The rules and boundaries at friends’ houses however, are different. We wouldn’t walk into their house with shoes on if we knew it bothered them and it was a house rule not to do so. We would value them and our relationship with them enough to do what we know makes them feel happy and respected. We are afraid to disappoint our friends and the loss of friendship is a far greater cost than a few dollars out of our wallet.
Think back on the majority of your own personal rebellion or disrespect. Chances are that you will find yourself remembering times where you felt dissociated in relationship from the one you were rebelling against. Or it was a rule you felt was silly that you couldn’t see the reason for, made by someone you didn’t know or didn’t care about.
We tend to respond in ways that reflect how we feel about the relationships associated with particular standards in our world.
This same principal applies to our parenting.
If we function as prison guards or drill sergeants yelling at our kids, or just telling them what they can and can’t do, they will rebel.

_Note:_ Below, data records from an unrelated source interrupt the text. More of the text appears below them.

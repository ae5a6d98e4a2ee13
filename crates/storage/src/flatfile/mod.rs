use std::fs::{File, OpenOptions};
use std::io::{self, BufReader, Write};
use std::path::{Path, PathBuf};
use std::sync::Arc;

use tempfile::NamedTempFile;

use crate::repository::{QuestionRepository, Storage, StorageError, StudentRepository};

mod question_repo;
mod student_repo;

pub const DEFAULT_QUESTIONS_FILE: &str = "questions.txt";
pub const DEFAULT_STUDENTS_FILE: &str = "students.txt";

/// Text-file backend: one file for questions, one for students.
///
/// Every operation opens its file, does its work and drops the handle before returning.
#[derive(Debug, Clone)]
pub struct FlatFileRepository {
    questions_path: PathBuf,
    students_path: PathBuf,
    atomic_writes: bool,
}

impl FlatFileRepository {
    /// Files at the given paths, with atomic rewrites enabled.
    #[must_use]
    pub fn new(questions_path: impl Into<PathBuf>, students_path: impl Into<PathBuf>) -> Self {
        Self {
            questions_path: questions_path.into(),
            students_path: students_path.into(),
            atomic_writes: true,
        }
    }

    /// When enabled, full rewrites go through a sibling temp file renamed over the target, so
    /// a failed save leaves the previous file intact. When disabled the target is truncated
    /// and written in place.
    #[must_use]
    pub fn with_atomic_writes(mut self, atomic_writes: bool) -> Self {
        self.atomic_writes = atomic_writes;
        self
    }

    #[must_use]
    pub fn questions_path(&self) -> &Path {
        &self.questions_path
    }

    #[must_use]
    pub fn students_path(&self) -> &Path {
        &self.students_path
    }

    #[must_use]
    pub fn atomic_writes(&self) -> bool {
        self.atomic_writes
    }

    fn rewrite(&self, path: &Path, contents: &[u8]) -> Result<(), StorageError> {
        let result = if self.atomic_writes {
            replace_atomically(path, contents)
        } else {
            replace_in_place(path, contents)
        };
        result.map_err(|source| StorageError::Write {
            path: path.to_path_buf(),
            source,
        })
    }
}

impl Default for FlatFileRepository {
    fn default() -> Self {
        Self::new(DEFAULT_QUESTIONS_FILE, DEFAULT_STUDENTS_FILE)
    }
}

impl Storage {
    /// Build a `Storage` backed by flat text files.
    #[must_use]
    pub fn flat_file(repo: FlatFileRepository) -> Self {
        let repo = Arc::new(repo);
        let questions: Arc<dyn QuestionRepository> = repo.clone();
        let students: Arc<dyn StudentRepository> = repo;
        Self {
            questions,
            students,
        }
    }
}

/// Opens `path` for reading; `Ok(None)` when it does not exist.
fn open_for_read(path: &Path) -> Result<Option<BufReader<File>>, StorageError> {
    match File::open(path) {
        Ok(file) => Ok(Some(BufReader::new(file))),
        Err(err) if err.kind() == io::ErrorKind::NotFound => Ok(None),
        Err(source) => Err(StorageError::Read {
            path: path.to_path_buf(),
            source,
        }),
    }
}

fn replace_in_place(path: &Path, contents: &[u8]) -> io::Result<()> {
    let mut file = File::create(path)?;
    file.write_all(contents)?;
    file.flush()
}

fn replace_atomically(path: &Path, contents: &[u8]) -> io::Result<()> {
    let dir = path
        .parent()
        .filter(|parent| !parent.as_os_str().is_empty())
        .unwrap_or_else(|| Path::new("."));
    let mut tmp = NamedTempFile::new_in(dir)?;
    tmp.write_all(contents)?;
    tmp.as_file().sync_all()?;
    tmp.persist(path).map_err(|err| err.error)?;
    Ok(())
}

fn append(path: &Path, contents: &[u8]) -> Result<(), StorageError> {
    let write = || -> io::Result<()> {
        let mut file = OpenOptions::new().create(true).append(true).open(path)?;
        file.write_all(contents)?;
        file.flush()
    };
    write().map_err(|source| StorageError::Write {
        path: path.to_path_buf(),
        source,
    })
}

They need to trust that you love them if they are ever going to trust that the rules you are setting have good reason and relate to their personal safety and betterment.
Arbitrary rules never work, unless the risk is high enough, but even then they are usually partnered with resentment and angst, hurting whatever relationship did exist up to that point.
I will admit that there are times where we have to simply say no to our children, and particularly when they are young, we need to step in and get in the way of their attempts to do things we know will harm them. In the end though, we always have to keep our relationships with our kids strong and steady. The fear of disappointment and the knowledge that we have their best interests at heart are FAR more powerful than any consequence we could possibly dish out anyway.
Additionally and maybe most importantnly, we as believers in Jesus are incredibly blessed to follow a God who offers and desires a relationship with us. We don’t follow rules for rules sake, but rather follow God for relationships sake, which means that the standards we follow are done so out of a context of trust and relationship. Thank you God for parenting us as we should parent our children.